TASK PROMPT —
Only the stretch of the listing below that runs from the line with "filename src/grid.rs" through the line with "pub use filter::filter;" is to be printed, exactly and with both ends.

------------------------------------------------------------

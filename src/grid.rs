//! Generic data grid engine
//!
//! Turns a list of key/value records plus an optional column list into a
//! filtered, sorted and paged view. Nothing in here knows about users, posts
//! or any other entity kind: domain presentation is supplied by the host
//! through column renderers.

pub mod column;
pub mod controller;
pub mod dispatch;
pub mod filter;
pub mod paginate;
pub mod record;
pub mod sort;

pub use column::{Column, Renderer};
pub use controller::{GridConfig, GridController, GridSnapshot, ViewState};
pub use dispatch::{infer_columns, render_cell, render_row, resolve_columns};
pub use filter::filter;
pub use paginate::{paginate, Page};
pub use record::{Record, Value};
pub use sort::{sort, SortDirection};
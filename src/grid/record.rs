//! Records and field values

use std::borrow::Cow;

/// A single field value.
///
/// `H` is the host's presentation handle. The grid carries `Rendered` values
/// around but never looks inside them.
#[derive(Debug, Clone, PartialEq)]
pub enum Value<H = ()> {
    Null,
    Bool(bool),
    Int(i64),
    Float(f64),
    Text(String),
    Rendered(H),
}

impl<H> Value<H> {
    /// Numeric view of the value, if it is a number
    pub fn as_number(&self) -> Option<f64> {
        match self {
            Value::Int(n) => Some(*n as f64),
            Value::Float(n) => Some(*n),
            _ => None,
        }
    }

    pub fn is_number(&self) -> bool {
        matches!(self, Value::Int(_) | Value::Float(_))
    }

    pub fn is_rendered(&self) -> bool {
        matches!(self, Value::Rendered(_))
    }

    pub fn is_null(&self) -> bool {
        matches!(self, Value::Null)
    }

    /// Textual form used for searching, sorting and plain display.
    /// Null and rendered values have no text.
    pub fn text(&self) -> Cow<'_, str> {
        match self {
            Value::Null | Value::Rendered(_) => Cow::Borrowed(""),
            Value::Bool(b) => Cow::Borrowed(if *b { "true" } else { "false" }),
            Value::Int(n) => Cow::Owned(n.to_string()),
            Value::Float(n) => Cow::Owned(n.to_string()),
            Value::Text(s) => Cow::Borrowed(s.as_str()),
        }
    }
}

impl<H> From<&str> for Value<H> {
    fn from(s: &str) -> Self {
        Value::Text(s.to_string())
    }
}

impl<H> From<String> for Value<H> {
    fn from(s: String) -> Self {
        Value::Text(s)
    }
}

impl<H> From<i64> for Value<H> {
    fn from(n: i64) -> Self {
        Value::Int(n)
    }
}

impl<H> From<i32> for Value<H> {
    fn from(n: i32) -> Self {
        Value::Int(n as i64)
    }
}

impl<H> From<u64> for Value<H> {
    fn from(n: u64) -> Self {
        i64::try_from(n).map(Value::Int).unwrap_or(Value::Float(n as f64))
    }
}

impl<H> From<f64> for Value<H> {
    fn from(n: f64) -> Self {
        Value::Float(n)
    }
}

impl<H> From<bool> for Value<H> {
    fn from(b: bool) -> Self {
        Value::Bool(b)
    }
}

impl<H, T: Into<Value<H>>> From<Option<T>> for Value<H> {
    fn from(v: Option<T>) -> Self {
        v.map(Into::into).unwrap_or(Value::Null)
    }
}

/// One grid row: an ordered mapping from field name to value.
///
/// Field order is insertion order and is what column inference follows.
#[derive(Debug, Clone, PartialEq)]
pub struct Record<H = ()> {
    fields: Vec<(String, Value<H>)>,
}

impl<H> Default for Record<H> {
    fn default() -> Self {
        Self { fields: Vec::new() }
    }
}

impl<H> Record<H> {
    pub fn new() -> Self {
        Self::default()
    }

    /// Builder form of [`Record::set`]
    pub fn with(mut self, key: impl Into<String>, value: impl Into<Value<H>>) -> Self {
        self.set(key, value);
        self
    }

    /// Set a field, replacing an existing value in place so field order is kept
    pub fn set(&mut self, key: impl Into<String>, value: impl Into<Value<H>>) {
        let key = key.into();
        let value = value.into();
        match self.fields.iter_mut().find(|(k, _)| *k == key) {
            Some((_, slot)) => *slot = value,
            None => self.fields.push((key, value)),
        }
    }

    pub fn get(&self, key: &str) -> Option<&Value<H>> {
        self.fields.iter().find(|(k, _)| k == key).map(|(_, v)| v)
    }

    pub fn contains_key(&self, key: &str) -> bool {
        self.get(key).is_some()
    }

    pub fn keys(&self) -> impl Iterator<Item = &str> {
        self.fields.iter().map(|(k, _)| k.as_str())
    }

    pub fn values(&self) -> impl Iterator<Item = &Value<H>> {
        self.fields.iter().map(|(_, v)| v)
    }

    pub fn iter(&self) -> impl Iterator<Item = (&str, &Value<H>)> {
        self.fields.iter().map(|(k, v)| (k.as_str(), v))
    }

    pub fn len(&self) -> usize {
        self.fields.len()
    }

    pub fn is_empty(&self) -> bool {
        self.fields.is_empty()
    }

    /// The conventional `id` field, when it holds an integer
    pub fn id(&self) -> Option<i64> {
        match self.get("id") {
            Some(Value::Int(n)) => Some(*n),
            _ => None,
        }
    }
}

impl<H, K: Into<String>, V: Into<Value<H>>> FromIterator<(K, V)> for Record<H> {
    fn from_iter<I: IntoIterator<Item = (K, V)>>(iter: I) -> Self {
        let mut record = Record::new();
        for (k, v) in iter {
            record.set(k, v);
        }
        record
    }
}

------------------------------------------------------------

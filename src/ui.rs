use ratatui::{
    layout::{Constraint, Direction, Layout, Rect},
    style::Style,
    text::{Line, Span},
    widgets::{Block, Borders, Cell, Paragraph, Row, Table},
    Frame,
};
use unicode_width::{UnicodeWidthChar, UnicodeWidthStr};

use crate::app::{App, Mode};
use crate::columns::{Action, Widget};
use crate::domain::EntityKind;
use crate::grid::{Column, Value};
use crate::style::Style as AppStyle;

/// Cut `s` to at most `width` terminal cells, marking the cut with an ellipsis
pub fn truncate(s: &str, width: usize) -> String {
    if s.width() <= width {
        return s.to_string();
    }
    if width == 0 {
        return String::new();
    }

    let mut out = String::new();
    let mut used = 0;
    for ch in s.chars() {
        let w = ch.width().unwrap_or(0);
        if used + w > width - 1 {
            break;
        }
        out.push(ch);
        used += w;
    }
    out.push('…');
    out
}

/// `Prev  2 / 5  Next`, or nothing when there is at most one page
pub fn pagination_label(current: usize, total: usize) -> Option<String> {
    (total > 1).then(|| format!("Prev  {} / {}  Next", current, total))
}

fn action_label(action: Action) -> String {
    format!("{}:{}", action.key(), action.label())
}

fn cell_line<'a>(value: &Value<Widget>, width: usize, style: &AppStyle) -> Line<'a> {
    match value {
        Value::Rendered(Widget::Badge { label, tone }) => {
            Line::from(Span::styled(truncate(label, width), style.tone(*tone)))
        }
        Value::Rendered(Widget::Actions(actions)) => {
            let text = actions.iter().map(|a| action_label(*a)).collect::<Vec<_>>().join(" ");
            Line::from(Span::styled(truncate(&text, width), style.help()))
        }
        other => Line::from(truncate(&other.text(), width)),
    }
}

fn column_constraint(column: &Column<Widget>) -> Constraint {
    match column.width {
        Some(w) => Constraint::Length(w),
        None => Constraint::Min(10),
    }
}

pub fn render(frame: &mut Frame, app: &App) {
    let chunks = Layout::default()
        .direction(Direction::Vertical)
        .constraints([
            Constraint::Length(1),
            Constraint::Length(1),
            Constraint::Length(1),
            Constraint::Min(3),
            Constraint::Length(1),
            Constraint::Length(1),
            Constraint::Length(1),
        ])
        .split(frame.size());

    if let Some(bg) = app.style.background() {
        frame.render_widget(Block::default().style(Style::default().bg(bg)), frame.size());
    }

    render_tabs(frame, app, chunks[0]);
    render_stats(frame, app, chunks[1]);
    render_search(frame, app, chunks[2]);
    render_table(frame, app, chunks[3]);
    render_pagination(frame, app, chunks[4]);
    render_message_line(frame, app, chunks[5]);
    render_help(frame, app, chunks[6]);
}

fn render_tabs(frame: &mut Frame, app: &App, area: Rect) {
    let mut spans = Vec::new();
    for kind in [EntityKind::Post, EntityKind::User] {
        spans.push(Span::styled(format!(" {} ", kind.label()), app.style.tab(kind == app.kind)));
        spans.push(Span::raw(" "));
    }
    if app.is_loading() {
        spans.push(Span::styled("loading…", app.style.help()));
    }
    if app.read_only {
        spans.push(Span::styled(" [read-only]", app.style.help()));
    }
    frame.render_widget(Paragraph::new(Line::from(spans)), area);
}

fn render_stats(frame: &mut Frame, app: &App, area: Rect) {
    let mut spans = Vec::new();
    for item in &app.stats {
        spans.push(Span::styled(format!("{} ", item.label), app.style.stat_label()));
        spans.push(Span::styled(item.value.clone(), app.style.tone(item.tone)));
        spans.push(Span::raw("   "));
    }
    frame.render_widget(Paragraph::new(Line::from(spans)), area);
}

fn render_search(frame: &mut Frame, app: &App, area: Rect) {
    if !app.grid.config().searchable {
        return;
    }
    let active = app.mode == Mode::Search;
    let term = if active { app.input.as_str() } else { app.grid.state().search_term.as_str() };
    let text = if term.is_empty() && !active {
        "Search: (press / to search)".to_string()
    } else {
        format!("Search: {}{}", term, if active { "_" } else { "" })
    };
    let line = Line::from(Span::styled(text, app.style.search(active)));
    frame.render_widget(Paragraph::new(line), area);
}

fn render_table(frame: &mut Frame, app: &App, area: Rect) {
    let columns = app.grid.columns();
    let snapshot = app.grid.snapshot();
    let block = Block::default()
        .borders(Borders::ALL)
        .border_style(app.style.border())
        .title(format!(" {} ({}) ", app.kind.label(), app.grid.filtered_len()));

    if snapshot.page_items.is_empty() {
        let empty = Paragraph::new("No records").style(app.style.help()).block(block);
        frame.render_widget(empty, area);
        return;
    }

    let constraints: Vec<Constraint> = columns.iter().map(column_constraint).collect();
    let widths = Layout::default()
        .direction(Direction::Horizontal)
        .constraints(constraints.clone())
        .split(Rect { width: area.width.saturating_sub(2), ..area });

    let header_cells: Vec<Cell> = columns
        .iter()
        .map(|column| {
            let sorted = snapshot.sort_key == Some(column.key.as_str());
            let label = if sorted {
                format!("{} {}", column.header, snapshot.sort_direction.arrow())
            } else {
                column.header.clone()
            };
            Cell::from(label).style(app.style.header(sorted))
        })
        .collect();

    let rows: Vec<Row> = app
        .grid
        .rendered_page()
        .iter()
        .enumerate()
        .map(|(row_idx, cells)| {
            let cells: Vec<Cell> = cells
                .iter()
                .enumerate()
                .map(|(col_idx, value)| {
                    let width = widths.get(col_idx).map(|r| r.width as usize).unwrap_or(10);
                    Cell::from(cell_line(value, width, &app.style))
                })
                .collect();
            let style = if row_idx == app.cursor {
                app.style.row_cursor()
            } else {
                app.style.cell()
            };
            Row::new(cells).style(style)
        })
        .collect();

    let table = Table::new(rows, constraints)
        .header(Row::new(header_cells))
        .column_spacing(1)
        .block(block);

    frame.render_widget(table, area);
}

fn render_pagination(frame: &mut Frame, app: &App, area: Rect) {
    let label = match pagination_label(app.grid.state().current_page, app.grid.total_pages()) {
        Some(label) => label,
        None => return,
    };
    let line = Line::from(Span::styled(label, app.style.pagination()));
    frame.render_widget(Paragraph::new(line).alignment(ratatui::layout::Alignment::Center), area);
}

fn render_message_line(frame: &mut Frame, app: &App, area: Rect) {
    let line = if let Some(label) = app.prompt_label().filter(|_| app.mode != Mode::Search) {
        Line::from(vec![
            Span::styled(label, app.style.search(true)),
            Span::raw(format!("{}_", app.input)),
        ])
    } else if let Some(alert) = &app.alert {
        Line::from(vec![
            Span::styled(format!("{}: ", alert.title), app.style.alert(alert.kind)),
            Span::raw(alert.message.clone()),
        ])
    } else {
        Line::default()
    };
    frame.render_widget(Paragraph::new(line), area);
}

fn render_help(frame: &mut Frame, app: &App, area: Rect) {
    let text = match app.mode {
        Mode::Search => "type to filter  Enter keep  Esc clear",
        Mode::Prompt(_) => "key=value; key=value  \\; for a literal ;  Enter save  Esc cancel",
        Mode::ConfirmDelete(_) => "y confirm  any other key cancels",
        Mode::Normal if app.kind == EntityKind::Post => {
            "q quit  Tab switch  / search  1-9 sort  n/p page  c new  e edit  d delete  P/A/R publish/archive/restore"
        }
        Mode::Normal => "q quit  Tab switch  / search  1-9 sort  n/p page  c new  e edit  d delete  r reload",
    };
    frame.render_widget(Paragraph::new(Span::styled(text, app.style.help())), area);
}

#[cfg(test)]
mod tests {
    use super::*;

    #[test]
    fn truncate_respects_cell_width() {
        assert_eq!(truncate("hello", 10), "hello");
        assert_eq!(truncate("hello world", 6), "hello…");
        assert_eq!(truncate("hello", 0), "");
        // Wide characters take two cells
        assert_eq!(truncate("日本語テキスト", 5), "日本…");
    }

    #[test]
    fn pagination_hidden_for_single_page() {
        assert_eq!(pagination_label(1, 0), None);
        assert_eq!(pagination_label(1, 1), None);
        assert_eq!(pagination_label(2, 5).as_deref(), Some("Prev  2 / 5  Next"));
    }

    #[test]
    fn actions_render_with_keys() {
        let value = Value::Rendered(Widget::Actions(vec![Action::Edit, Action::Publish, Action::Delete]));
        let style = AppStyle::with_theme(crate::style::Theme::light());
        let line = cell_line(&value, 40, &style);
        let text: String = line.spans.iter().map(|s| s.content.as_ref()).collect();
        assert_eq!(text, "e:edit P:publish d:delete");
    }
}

------------------------------------------------------------

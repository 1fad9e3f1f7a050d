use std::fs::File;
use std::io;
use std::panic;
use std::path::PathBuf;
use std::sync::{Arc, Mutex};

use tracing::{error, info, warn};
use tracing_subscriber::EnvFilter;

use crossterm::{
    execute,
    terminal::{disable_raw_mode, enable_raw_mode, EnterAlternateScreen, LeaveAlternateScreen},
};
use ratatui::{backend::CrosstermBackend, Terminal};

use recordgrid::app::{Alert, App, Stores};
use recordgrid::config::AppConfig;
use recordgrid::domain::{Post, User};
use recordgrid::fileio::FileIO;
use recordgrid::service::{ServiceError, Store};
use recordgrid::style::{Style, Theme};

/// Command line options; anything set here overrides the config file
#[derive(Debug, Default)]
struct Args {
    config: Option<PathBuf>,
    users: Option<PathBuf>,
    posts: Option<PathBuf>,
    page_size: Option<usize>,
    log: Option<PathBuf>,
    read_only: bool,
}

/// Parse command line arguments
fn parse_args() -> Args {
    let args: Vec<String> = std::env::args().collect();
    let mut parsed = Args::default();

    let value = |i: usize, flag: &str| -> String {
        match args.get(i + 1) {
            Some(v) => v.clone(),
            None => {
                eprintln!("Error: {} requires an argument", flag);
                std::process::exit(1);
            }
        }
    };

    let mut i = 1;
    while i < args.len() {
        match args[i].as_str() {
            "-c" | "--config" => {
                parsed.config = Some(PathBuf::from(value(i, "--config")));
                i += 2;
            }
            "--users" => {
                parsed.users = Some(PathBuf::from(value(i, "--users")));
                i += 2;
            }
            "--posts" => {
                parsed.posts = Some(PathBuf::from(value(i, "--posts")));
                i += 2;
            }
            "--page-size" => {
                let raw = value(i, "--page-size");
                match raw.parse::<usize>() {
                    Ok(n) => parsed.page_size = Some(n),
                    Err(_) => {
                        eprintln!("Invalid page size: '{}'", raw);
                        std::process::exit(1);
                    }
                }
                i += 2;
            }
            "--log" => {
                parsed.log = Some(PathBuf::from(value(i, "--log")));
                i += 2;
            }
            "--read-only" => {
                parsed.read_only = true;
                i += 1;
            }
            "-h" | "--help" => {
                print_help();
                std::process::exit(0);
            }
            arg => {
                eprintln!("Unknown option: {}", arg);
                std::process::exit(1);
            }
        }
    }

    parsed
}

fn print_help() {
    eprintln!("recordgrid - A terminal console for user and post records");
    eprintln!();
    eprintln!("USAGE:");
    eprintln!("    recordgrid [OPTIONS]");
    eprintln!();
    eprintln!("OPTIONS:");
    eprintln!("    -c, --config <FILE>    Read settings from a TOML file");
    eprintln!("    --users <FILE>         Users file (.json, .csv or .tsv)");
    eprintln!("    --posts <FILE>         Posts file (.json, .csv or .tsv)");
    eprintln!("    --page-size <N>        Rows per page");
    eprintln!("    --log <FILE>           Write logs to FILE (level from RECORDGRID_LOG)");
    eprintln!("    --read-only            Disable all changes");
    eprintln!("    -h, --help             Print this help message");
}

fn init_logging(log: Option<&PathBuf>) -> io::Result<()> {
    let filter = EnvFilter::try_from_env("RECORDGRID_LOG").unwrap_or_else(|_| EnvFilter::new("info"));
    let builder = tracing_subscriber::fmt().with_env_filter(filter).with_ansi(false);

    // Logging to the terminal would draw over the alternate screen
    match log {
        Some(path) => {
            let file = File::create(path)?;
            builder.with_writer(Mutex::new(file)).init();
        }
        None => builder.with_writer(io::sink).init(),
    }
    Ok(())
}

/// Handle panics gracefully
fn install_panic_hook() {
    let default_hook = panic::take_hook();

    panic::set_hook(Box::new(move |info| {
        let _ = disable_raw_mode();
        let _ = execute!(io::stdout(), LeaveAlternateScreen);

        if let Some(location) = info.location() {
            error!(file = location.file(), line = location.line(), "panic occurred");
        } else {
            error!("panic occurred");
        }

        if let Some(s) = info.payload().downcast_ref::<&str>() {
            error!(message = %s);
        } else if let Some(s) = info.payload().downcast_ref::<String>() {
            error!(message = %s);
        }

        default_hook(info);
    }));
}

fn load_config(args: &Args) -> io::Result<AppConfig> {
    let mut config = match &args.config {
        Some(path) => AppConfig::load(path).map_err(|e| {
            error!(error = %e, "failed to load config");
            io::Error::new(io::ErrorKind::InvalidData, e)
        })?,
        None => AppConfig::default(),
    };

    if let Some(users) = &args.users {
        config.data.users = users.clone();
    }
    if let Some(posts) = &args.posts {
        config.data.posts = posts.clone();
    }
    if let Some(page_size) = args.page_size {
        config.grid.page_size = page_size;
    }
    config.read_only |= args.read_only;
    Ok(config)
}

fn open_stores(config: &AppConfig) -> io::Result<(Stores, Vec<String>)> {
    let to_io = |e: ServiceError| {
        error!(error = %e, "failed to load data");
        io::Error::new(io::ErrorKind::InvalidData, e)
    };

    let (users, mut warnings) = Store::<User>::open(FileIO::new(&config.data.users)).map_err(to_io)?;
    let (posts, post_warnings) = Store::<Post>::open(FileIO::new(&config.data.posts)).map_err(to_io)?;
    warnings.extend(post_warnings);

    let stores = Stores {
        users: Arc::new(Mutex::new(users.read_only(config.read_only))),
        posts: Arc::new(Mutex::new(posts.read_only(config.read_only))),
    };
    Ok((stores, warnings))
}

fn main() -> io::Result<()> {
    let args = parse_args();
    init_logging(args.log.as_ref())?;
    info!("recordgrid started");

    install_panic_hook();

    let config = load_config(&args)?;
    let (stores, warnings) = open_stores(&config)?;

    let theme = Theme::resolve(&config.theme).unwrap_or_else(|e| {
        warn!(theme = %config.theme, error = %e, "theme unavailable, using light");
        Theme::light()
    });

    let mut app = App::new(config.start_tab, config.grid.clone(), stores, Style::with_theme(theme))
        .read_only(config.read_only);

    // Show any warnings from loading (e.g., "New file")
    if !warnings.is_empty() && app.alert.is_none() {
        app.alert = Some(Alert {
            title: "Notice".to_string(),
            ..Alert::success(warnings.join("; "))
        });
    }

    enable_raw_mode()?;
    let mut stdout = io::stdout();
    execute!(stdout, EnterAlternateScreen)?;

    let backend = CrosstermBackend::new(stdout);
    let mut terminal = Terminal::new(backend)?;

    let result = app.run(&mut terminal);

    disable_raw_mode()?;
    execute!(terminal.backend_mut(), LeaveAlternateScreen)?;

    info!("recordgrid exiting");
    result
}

------------------------------------------------------------

ANSWER TO THE EXERCISE —
filename src/grid.rs
//! Generic data grid engine
//!
//! Turns a list of key/value records plus an optional column list into a
//! filtered, sorted and paged view. Nothing in here knows about users, posts
//! or any other entity kind: domain presentation is supplied by the host
//! through column renderers.

pub mod column;
pub mod controller;
pub mod dispatch;
pub mod filter;
pub mod paginate;
pub mod record;
pub mod sort;

pub use column::{Column, Renderer};
pub use controller::{GridConfig, GridController, GridSnapshot, ViewState};
pub use dispatch::{infer_columns, render_cell, render_row, resolve_columns};
pub use filter::filter;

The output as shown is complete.